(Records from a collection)
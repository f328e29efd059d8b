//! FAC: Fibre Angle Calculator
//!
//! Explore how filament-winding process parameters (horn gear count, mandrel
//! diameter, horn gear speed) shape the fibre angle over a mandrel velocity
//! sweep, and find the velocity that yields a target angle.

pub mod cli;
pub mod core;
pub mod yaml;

...

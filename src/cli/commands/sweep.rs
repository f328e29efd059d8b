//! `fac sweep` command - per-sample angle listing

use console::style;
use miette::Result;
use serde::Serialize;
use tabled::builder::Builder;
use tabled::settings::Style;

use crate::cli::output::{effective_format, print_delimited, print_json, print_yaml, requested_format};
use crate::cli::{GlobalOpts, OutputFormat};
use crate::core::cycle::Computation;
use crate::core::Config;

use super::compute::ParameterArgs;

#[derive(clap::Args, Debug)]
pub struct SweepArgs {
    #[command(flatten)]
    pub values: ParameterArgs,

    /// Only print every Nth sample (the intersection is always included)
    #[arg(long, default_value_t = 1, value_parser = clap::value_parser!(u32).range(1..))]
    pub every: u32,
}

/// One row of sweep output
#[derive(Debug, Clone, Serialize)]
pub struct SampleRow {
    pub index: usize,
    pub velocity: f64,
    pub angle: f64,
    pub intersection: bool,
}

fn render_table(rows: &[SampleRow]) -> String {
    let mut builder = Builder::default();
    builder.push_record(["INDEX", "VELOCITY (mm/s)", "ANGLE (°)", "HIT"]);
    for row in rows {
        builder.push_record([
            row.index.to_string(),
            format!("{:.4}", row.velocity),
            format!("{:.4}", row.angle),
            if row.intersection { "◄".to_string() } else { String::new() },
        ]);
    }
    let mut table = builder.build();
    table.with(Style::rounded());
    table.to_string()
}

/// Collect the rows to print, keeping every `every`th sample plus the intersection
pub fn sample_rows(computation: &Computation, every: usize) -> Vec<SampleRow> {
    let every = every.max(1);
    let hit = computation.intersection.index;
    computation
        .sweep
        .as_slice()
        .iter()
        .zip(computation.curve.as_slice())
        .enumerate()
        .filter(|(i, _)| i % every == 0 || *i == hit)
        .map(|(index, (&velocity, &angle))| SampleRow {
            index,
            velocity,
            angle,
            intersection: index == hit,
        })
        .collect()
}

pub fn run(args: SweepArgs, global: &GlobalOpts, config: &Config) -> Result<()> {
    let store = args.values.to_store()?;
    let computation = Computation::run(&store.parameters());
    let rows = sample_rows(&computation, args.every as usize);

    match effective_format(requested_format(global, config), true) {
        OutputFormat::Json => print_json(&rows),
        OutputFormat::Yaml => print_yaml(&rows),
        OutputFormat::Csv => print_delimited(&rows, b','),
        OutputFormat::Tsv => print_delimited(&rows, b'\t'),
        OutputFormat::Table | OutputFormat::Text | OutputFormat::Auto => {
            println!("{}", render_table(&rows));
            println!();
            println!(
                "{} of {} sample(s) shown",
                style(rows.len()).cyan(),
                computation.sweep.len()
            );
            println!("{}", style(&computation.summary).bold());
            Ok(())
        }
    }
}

Instructions for the task: Each line of the entries above that contains "mandrel" must be copied into the answer.

Answer area:
//! Explore how filament-winding process parameters (horn gear count, mandrel
//! diameter, horn gear speed) shape the fibre angle over a mandrel velocity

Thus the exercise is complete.